Why Do We Need Analytic Data Platforms?

When talking to customers I often encounter the same questions repeatedly. One of the most common is "Why do we need a specially designed analytic data platform?" In order to understand why we need analytic data models it is first necessary to understand some of the features of operational data models that make them an awkward prospect for enterprise analytics.

1. Mixed Workload and Operational Performance

It should be no surprise that operational databases are designed to deliver good operational performance. This typically means rapid completion of transactions involving individual records, e.g. to amend a customers billing address, or to finding of a few records e.g. a list of recent transactions for the customer than has just called the help-desk. In these circumstances a delay of only a few seconds can be significant. On the other hand, analytic queries tend to look across large sets of data and large time periods to touch on multiple objects and records. I.e. tell me how many customers in city A between the ages of 18 and 30 bought products in category B last summer but not this summer.
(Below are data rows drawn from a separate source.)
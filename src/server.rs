use anyhow::{Context, Result};
use axum::Router;
use std::net::SocketAddr;
use std::path::{Path, PathBuf};
use tokio::net::TcpListener;
use tower_http::services::ServeDir;
use tower_http::trace::TraceLayer;
use tracing::{info, warn};

pub const PORT_ENV: &str = "PORT";

/// Precedence: command line, then `PORT`, then the config file.
pub fn resolve_port(configured: u16, env_port: Option<&str>, cli_port: Option<u16>) -> Result<u16> {
    if let Some(port) = cli_port {
        return Ok(port);
    }
    match env_port {
        Some(raw) => raw
            .trim()
            .parse::<u16>()
            .with_context(|| format!("{} is not a valid port: {:?}", PORT_ENV, raw)),
        None => Ok(configured),
    }
}

pub fn router(public_dir: &Path) -> Router {
    Router::new()
        .fallback_service(ServeDir::new(public_dir))
        .layer(TraceLayer::new_for_http())
}

pub async fn serve(public_dir: PathBuf, port: u16) -> Result<()> {
    let addr = SocketAddr::from(([0, 0, 0, 0], port));
    let listener = TcpListener::bind(addr)
        .await
        .with_context(|| format!("binding {}", addr))?;
    serve_on(listener, public_dir).await
}

pub async fn serve_on(listener: TcpListener, public_dir: PathBuf) -> Result<()> {
    if !public_dir.is_dir() {
        warn!("asset directory {} does not exist", public_dir.display());
    }

    let addr = listener.local_addr()?;
    info!("serving {} on http://{}", public_dir.display(), addr);

    axum::serve(listener, router(&public_dir)).await?;
    Ok(())
}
It doesn't take much knowledge of databases to guess that analytic queries are 'heavier' and demand more processing power and time than operational ones. Where there is a 'mixed workload' of operational and analytic activity, analytics will frequently gum up the works, slowing down business critical activities like customer service.

If nothing else, many organisations will at this point realise the need to create a separate copy of the operational database for analytic purposes, in order to protect operational performance.

2. Complexity

While some 'power users' will be competent in SQL or another data access tool and will understand intimately the data models of one or two systems, this knowledge is hard to acquire and is beyond the reach of most business professionals. Data scientists may scoff, but in fact the vast majority of analysis is done by ordinary business users, who don't know SQL and don't know the operational data models.

They do, however, understand their businesses very well and typically just want to get the data they need into Excel, or a similar tool, where their real skills will kick in.

For these users, the complexities typically inherent in operational data models, particularly normalisation and overloading, are often a bridge too far, forcing them to rely on intermediates to get the data for them.

Normalisation

Normalisation is a set of 'decomposition' techniques used to avoid the repetition of data in a database. Decomposing things into small units means that those small units can be searched more quickly, and that data inserts, deletes or updates will be completed more rapidly. The primacy of performance in high-throughput operational systems makes this approach essential.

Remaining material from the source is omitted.